Une caméra pour remonter dans le temps
Cette caméra, au départ destinée à l’industrie, n’offre pas la netteté d’une photographie infrarouge, technique utilisée depuis les années 50 pour inspecter les tableaux sans les abîmer. « Mais la caméra permet d’aller beaucoup plus loin dans les couches du tableau », précise Valentine Henderiks. Et de déceler, dans les premiers traits de l’œuvre, si l’on retrouve l’inspiration d’un artiste ou la méthode tatillonne d’un élève.
« Les résultats scientifiques, ce ne sont que des indices qu’il faut recouper avec le travail des historiens », précise toutefois la spécialiste. La caméra infrarouge est d’autant plus utile dans le cas d’une exposition comme « Sang et larmes» : les Primitifs flamands, mouvement artistique dans lequel Albrecht Bouts s’inscrivait, obtenaient le réalisme des ombres en passant des dizaines de couches de «glacis», un mélange d’huile légèrement pigmentée. « Jusqu’à 50 couches pour un artiste comme Van Eyck !», note Valentine Henderiks.
La caméra infrarouge a offert un voyage dans le temps passionnant. Lundi, par exemple, une Sainte-Vierge apparemment authentique s’est révélée être une reproduction d’atelier. Ce qui n’enlève rien à l’intérêt du tableau, puisque, encore une fois, la reproduction en atelier était la norme à l’époque. Il ne s’agit pas de «copie» au sens contrebandier du terme.
« Quand on est remonté aux premiers traits, nous avons vu que le geste n’était pas celui d’une main libre », observe Valentine Henderiks. Toutes ces données seront étudiées à l’IRPA, pour faire avancer la connaissance de l’œuvre de l’artiste de Louvain, dont les tableaux sont aujourd’hui dispersés aux quatre coins du monde.
Hubert Gamelon
Un labo local ?
Ausculter une œuvre à la caméra infrarouge n’est pas une technique nouvelle. « Mais c’est une technique coûteuse , glisse Muriel Prieur, la chef du service restauration du MNHA. Au Luxembourg, nous n’avons pas ce matériel et de toute façon, nous n’aurions pas d’intérêt à l’avoir : il faut un laboratoire de recherche artistique pour justifier un investissement pareil .» Au coup par coup, le MNHA envoie des tableaux dans les labos de la Grande Région quand une expertise est nécessaire.

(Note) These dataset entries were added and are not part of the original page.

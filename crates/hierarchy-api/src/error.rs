use axum::{
    http::StatusCode,
    response::{IntoResponse, Response},
    Json,
};
use hierarchy_core::StoreError;
use serde_json::json;
use thiserror::Error;

#[derive(Error, Debug)]
pub enum ApiError {
    #[error("Hierarchy not found: {0}")]
    HierarchyNotFound(String),

    #[error("Code not found: {0}")]
    CodeNotFound(String),

    #[error("Graph store error: {0}")]
    Store(#[from] StoreError),
}

impl ApiError {
    pub fn status(&self) -> StatusCode {
        match self {
            ApiError::HierarchyNotFound(_) | ApiError::CodeNotFound(_) => StatusCode::NOT_FOUND,
            ApiError::Store(_) => StatusCode::INTERNAL_SERVER_ERROR,
        }
    }
}

impl IntoResponse for ApiError {
    fn into_response(self) -> Response {
        let status = self.status();
        // Store details stay in the logs.
        let error_message = match &self {
            ApiError::Store(_) => "internal server error".to_string(),
            other => other.to_string(),
        };

        let body = Json(json!({
            "error": error_message,
            "status": status.as_u16()
        }));

        (status, body).into_response()
    }
}

pub type ApiResult<T> = Result<T, ApiError>;

#[cfg(test)]
mod tests {
    use super::*;

    #[test]
    fn not_found_variants_map_to_404() {
        assert_eq!(
            ApiError::HierarchyNotFound("i/d".into()).status(),
            StatusCode::NOT_FOUND
        );
        assert_eq!(ApiError::CodeNotFound("c".into()).status(), StatusCode::NOT_FOUND);
    }

    #[test]
    fn store_failures_map_to_500_even_when_not_found() {
        // Callers translate NotFound explicitly; a leaked one is a server bug.
        for err in [
            StoreError::NotFound("x".into()),
            StoreError::Ambiguous { rows: 2, context: "x".into() },
            StoreError::Transient("timeout".into()),
        ] {
            assert_eq!(ApiError::from(err).status(), StatusCode::INTERNAL_SERVER_ERROR);
        }
    }
}
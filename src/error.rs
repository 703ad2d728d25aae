use thiserror::Error;

use crate::domain::error::DomainError;

/// Configuration-related errors with structured variants.
#[derive(Error, Debug)]
pub enum ConfigError {
    #[error("missing required field: {field}")]
    MissingField { field: &'static str },

    #[error("invalid value for {field}: {reason}")]
    InvalidValue { field: &'static str, reason: String },

    #[error("failed to read config file: {0}")]
    ReadFile(#[source] std::io::Error),

    #[error("failed to parse config: {0}")]
    Parse(#[source] toml::de::Error),
}

/// Errors raised while translating a raw market snapshot.
#[derive(Error, Debug, Clone, PartialEq, Eq)]
pub enum SnapshotError {
    #[error("market {market_id}: invalid number for {field}: '{value}'")]
    InvalidNumber {
        market_id: String,
        field: &'static str,
        value: String,
    },

    #[error("market {market_id}: unknown market type '{market_type}'")]
    UnknownMarketType {
        market_id: String,
        market_type: String,
    },
}

#[derive(Error, Debug)]
pub enum Error {
    #[error(transparent)]
    Config(#[from] ConfigError),

    #[error(transparent)]
    Domain(#[from] DomainError),

    #[error(transparent)]
    Snapshot(#[from] SnapshotError),

    #[error("JSON error: {0}")]
    Json(#[from] serde_json::Error),

    #[error("IO error: {0}")]
    Io(#[from] std::io::Error),

    #[error("background task failed: {0}")]
    Task(String),

    #[error("market not found in snapshot: {0}")]
    MarketNotFound(String),
}

pub type Result<T> = std::result::Result<T, Error>;

impl From<tokio::task::JoinError> for Error {
    fn from(err: tokio::task::JoinError) -> Self {
        Error::Task(err.to_string())
    }
}
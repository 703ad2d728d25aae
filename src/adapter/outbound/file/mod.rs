//! File-backed snapshot source and summary writer.

mod snapshot;
mod summary;

pub use snapshot::FileSnapshotSource;
pub use summary::JsonFileWriter;
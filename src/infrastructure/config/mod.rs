//! Infrastructure configuration modules.

pub mod liquidity;
pub mod logging;
pub mod service;
pub mod settings;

Mais l’œil des experts suffit parfois. « Les restaurateurs et les historiens de l’art savent quand une craquelure est authentique, ils connaissent les détails qui ancrent un style dans une époque, ils savent repérer la qualité d’exécution… » Et puis, faut-il tout savoir sur un tableau? À un moment donné, le détail ne nourrit plus l’histoire. « De toute façon, le plus grand mystère, celui de la création de l’artiste, est a priori infini! »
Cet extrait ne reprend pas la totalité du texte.